* Instructions for the task: Your answer should consist of the lines in the following data that contain "validate".

* Extracted entries:
+--

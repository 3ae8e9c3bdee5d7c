use std::env;

use anyhow::Context;
use tracing_subscriber::EnvFilter;

use crate::cli::args::OutputFormat;

#[derive(Debug, Clone)]
pub struct Config {
    pub log_level: String,
    pub environment: String,
    pub color: bool,
    pub format: OutputFormat,
}

impl Config {
    pub fn from_env() -> anyhow::Result<Self> {
        dotenv::dotenv().ok();
        Self::from_lookup(|key| env::var(key).ok())
    }

    pub fn from_lookup<F>(lookup: F) -> anyhow::Result<Self>
    where
        F: Fn(&str) -> Option<String>,
    {
        Self::build(lookup).context("Failed to load configuration")
    }

    fn build<F>(lookup: F) -> anyhow::Result<Self>
    where
        F: Fn(&str) -> Option<String>,
    {
        let format = match lookup("ORDER_CLI_FORMAT") {
            Some(value) => value
                .parse::<OutputFormat>()
                .map_err(|_| anyhow::anyhow!("ORDER_CLI_FORMAT must be one of text, table, json"))?,
            None => OutputFormat::Table,
        };

        let config = Config {
            // RUST_LOG wins over LOG_LEVEL; both take EnvFilter directives
            log_level: lookup("RUST_LOG")
                .or_else(|| lookup("LOG_LEVEL"))
                .unwrap_or("warn".to_string())
                .to_lowercase(),
            environment: lookup("APP_ENV").unwrap_or("development".to_string()),
            color: lookup("ORDER_CLI_COLOR")
                .map(|value| parse_flag(&value))
                .unwrap_or(true),
            format,
        };

        config.validate()?;
        Ok(config)
    }

    fn validate(&self) -> Result<(), anyhow::Error> {
        self.env_filter()?;

        if self.environment.trim().is_empty() {
            return Err(anyhow::anyhow!("APP_ENV must not be empty"));
        }

        Ok(())
    }

    pub fn env_filter(&self) -> anyhow::Result<EnvFilter> {
        EnvFilter::try_new(&self.log_level)
            .with_context(|| format!("Invalid log filter '{}'", self.log_level))
    }
}

fn parse_flag(value: &str) -> bool {
    !matches!(
        value.trim().to_lowercase().as_str(),
        "false" | "0" | "no" | "off"
    )
}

+--

* Finished exercise:
        config.validate()?;
    fn validate(&self) -> Result<(), anyhow::Error> {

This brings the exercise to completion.